START INPUT DATA

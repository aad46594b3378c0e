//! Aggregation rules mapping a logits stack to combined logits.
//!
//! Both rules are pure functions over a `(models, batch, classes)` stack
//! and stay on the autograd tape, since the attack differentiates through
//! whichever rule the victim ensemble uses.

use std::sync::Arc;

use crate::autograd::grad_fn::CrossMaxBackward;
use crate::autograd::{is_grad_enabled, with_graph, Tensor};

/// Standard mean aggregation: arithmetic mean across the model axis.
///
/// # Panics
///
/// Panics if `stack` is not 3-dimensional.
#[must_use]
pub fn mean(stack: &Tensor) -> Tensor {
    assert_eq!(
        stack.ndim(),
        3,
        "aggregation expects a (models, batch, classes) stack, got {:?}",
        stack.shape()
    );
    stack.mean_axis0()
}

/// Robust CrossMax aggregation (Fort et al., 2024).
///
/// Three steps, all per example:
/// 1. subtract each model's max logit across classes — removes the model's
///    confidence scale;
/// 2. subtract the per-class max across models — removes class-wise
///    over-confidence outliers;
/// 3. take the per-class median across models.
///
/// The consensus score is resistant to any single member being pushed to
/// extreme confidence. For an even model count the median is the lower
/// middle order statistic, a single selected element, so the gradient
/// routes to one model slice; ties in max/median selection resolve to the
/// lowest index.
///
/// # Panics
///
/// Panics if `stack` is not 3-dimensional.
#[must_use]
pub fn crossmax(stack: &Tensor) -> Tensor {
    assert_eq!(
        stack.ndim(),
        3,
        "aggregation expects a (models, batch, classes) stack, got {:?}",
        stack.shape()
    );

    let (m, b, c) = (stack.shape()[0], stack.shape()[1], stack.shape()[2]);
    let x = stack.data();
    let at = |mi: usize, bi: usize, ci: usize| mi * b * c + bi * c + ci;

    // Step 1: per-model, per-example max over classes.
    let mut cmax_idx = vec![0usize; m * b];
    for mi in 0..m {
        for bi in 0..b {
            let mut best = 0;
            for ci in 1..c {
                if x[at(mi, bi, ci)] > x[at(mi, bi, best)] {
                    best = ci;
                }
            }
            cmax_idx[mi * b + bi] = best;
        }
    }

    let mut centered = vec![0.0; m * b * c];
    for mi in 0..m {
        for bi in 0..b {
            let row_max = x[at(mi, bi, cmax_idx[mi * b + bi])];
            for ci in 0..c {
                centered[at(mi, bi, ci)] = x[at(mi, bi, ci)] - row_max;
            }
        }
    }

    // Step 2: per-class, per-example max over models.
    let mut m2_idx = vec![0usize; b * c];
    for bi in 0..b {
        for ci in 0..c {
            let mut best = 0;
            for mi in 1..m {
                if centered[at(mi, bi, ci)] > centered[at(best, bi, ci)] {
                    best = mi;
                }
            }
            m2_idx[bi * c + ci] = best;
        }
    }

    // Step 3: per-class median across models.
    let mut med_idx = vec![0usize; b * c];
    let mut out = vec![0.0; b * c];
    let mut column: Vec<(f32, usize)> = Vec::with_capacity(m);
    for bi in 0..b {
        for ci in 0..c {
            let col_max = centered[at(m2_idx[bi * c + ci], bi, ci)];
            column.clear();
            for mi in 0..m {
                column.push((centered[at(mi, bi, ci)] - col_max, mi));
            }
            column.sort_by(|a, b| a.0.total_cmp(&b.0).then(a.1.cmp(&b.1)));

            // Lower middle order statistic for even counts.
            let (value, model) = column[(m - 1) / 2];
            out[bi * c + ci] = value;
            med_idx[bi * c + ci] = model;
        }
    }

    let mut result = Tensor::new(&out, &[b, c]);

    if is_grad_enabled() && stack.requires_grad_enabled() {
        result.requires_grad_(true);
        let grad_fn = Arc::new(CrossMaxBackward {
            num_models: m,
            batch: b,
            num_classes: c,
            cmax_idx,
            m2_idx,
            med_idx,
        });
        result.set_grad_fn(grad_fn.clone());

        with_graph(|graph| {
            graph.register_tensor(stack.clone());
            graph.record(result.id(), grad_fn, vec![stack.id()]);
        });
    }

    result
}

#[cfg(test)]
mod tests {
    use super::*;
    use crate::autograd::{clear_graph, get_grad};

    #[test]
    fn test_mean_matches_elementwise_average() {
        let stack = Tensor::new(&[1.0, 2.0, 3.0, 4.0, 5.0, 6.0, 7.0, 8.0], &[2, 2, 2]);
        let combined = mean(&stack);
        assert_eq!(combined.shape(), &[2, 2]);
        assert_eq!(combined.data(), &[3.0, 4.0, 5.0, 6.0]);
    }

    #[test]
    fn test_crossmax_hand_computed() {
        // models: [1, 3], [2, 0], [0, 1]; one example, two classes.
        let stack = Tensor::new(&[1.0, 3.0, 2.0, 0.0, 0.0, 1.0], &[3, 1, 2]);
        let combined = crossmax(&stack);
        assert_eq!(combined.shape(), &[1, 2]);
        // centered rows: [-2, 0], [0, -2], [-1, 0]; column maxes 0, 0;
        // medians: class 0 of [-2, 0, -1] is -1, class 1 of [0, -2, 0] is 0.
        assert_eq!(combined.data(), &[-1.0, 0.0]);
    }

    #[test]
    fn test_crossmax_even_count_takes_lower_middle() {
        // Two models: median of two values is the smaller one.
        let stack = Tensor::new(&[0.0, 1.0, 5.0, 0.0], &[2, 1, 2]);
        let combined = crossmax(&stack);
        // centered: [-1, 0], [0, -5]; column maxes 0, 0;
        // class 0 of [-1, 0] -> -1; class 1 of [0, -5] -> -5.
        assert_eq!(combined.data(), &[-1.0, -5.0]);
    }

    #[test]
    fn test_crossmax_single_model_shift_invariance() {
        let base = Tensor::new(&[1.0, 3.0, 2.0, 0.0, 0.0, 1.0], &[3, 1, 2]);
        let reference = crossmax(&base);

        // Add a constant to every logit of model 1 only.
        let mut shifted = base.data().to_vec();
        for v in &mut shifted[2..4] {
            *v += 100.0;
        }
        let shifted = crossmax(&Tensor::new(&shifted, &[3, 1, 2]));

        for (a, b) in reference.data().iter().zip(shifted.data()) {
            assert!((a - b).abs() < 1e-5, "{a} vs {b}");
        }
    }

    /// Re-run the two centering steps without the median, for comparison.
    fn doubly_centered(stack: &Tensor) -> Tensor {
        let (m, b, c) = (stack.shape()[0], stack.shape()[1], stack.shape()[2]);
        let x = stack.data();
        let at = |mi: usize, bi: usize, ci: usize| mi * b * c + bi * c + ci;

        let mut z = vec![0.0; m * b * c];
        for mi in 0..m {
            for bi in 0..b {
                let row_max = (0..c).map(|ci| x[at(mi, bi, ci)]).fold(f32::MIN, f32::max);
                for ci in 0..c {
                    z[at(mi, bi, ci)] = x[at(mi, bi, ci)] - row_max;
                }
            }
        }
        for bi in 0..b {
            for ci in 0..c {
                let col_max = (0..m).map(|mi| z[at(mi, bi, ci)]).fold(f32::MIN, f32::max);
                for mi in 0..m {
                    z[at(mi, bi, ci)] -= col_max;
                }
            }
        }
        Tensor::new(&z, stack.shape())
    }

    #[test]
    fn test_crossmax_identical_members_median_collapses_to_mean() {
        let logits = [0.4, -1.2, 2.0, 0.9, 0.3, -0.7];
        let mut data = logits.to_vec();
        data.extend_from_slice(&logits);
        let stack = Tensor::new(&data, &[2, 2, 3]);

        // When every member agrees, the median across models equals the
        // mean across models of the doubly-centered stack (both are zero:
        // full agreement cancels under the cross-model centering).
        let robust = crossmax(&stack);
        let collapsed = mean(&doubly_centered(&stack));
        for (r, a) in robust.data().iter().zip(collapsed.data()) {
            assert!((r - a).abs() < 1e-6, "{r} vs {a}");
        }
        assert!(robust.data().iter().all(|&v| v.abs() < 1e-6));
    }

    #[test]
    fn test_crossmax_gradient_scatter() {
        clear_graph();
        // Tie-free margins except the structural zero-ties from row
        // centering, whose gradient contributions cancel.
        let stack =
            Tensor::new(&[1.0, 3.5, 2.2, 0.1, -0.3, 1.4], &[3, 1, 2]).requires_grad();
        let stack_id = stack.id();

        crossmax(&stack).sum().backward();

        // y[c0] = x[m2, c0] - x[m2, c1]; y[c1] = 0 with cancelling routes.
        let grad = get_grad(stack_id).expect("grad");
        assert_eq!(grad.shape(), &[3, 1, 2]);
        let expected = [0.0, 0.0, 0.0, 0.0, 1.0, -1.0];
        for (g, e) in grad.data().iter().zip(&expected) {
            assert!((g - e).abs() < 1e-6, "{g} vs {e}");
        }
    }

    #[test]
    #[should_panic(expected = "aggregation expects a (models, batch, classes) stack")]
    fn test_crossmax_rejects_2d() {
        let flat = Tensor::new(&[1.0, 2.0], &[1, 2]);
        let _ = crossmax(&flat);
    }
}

END INPUT DATA
START INPUT DATA

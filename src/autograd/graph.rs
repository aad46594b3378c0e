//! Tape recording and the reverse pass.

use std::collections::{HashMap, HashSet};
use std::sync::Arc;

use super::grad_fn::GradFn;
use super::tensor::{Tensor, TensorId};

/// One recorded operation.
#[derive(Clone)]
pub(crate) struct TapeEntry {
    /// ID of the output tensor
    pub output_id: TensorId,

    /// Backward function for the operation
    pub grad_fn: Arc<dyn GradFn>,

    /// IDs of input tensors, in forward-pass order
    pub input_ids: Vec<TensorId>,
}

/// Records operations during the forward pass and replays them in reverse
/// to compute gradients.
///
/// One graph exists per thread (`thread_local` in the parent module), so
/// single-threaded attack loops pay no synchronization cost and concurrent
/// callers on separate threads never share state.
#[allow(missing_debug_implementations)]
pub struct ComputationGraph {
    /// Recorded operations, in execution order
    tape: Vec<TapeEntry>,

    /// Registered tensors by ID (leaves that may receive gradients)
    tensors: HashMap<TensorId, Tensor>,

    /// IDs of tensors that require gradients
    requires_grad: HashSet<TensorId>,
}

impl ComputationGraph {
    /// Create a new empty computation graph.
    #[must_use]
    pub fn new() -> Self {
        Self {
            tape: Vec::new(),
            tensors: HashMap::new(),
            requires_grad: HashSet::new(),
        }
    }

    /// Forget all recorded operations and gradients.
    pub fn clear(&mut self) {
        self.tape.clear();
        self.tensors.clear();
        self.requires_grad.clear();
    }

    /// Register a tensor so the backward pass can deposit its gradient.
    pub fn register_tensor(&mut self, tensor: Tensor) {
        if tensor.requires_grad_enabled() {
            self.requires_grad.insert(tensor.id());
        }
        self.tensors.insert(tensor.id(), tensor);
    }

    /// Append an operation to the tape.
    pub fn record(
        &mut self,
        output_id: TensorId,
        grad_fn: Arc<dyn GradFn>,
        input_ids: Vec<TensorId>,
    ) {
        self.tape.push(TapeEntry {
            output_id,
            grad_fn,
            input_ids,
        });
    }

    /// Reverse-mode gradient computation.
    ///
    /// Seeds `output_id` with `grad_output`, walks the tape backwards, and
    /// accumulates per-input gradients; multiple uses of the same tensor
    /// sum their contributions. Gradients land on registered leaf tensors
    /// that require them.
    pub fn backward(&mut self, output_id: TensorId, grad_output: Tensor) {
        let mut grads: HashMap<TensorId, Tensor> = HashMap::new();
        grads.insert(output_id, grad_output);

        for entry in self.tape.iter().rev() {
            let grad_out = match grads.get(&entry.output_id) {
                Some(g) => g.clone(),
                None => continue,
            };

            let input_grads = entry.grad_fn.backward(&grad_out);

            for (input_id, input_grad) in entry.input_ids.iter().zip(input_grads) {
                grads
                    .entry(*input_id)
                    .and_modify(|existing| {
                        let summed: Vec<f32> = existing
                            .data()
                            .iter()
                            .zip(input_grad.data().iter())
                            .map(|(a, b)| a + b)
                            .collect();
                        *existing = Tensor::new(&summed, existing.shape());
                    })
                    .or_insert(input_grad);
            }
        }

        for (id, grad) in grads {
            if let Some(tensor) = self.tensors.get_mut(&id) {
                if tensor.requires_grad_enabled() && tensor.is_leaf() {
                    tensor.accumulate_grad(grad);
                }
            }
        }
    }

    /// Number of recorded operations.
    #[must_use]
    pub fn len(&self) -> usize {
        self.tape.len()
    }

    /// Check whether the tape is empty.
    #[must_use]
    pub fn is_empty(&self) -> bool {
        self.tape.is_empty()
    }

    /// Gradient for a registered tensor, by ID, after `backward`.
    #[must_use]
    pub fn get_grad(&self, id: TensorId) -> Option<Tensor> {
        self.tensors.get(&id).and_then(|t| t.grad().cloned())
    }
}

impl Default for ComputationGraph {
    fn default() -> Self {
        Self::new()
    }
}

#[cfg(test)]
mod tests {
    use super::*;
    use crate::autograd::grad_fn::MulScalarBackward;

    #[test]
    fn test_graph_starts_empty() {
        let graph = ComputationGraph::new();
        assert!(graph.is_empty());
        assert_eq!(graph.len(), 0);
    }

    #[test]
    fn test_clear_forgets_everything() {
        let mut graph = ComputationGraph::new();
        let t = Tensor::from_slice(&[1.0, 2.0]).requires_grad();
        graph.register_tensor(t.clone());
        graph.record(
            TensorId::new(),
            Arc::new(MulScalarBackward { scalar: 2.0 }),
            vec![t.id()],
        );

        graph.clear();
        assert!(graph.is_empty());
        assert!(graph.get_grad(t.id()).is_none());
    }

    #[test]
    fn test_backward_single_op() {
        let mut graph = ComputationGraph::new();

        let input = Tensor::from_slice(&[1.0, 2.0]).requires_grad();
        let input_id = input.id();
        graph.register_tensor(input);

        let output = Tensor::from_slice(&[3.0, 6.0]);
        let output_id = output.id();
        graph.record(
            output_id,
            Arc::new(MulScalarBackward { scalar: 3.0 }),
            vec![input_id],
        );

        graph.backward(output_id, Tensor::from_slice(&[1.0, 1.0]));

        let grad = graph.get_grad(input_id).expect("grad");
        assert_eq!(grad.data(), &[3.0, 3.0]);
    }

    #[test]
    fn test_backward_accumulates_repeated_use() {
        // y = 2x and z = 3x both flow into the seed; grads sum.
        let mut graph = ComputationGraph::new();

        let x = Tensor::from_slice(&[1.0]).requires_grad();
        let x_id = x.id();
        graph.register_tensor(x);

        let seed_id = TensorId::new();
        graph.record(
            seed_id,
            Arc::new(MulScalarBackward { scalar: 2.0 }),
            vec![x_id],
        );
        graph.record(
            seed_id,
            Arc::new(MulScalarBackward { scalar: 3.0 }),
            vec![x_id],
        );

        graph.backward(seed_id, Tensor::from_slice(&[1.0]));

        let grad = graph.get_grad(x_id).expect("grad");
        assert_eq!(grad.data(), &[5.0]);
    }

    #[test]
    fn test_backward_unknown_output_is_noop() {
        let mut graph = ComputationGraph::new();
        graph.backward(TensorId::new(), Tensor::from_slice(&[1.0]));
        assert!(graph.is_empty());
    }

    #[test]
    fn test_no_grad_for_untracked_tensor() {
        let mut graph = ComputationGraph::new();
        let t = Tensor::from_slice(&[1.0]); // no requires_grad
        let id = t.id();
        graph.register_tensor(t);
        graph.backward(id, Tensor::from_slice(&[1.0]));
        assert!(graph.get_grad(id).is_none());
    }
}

END INPUT DATA
START INPUT DATA

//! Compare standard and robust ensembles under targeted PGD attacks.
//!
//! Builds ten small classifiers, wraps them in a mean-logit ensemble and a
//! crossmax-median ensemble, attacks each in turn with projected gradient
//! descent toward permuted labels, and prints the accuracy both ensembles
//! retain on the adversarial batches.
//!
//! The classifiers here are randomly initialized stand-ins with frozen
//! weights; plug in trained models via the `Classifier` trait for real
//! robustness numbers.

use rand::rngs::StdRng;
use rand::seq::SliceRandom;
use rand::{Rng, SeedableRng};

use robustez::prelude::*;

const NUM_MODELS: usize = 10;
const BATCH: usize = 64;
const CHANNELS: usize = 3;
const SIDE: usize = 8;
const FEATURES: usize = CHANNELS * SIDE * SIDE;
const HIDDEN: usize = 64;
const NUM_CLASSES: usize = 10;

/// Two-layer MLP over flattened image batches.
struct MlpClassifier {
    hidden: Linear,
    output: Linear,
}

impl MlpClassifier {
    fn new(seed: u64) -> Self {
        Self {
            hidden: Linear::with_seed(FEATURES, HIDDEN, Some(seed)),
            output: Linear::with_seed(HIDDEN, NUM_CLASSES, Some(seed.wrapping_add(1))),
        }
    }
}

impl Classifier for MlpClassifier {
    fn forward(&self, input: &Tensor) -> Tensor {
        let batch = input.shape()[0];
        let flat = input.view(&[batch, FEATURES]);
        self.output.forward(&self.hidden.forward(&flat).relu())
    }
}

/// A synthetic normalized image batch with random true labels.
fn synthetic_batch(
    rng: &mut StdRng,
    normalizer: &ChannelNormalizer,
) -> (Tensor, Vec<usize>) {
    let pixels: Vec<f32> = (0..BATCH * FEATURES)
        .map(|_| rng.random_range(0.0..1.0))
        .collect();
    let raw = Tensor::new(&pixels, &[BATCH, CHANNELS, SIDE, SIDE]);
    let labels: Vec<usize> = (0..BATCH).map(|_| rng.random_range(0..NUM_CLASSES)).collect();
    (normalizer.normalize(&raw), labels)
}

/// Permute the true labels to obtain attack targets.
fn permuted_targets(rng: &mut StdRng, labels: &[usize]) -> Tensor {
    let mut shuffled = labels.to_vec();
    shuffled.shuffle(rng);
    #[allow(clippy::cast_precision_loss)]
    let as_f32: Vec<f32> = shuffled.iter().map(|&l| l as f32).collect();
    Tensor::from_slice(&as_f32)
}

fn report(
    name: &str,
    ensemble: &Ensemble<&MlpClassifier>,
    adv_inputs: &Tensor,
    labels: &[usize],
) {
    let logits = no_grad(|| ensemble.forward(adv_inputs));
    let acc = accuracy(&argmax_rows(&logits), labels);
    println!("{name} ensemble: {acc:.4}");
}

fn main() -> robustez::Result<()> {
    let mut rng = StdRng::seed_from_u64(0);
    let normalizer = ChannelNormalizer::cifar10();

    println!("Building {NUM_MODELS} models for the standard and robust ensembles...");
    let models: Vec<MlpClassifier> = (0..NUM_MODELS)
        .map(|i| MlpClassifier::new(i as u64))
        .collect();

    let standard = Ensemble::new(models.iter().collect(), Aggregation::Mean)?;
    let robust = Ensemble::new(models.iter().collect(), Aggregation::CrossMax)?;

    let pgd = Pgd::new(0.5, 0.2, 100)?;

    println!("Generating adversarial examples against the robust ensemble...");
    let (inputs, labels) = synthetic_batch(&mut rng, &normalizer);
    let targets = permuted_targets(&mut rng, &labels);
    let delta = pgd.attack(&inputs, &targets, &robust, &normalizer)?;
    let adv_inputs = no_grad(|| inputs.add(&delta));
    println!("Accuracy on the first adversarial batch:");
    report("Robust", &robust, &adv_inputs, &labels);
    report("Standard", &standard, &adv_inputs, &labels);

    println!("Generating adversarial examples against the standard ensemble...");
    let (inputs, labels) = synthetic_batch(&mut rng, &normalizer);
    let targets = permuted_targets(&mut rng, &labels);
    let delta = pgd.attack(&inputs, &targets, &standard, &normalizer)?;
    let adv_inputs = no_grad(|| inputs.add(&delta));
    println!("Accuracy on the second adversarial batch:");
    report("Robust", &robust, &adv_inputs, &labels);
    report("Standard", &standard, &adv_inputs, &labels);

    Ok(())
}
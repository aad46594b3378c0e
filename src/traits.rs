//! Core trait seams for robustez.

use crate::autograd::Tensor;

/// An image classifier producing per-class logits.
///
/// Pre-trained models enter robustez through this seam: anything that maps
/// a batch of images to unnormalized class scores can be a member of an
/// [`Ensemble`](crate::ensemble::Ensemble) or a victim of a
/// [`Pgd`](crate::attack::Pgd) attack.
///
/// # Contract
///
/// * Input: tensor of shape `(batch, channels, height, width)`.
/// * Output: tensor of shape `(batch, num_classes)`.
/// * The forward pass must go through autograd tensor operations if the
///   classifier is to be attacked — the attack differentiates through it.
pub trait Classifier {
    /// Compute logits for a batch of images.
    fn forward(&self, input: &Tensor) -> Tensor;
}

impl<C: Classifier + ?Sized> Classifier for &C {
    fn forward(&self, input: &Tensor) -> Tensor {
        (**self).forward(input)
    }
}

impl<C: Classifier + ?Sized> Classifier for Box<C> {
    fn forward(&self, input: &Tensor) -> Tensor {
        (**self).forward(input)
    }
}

END INPUT DATA

## AIM OF THE TASK
Which lines of the entries above contain the word "fold"? Copy each of them.

## EXERCISE RESPONSE
                let row_max = (0..c).map(|ci| x[at(mi, bi, ci)]).fold(f32::MIN, f32::max);
                let col_max = (0..m).map(|mi| z[at(mi, bi, ci)]).fold(f32::MIN, f32::max);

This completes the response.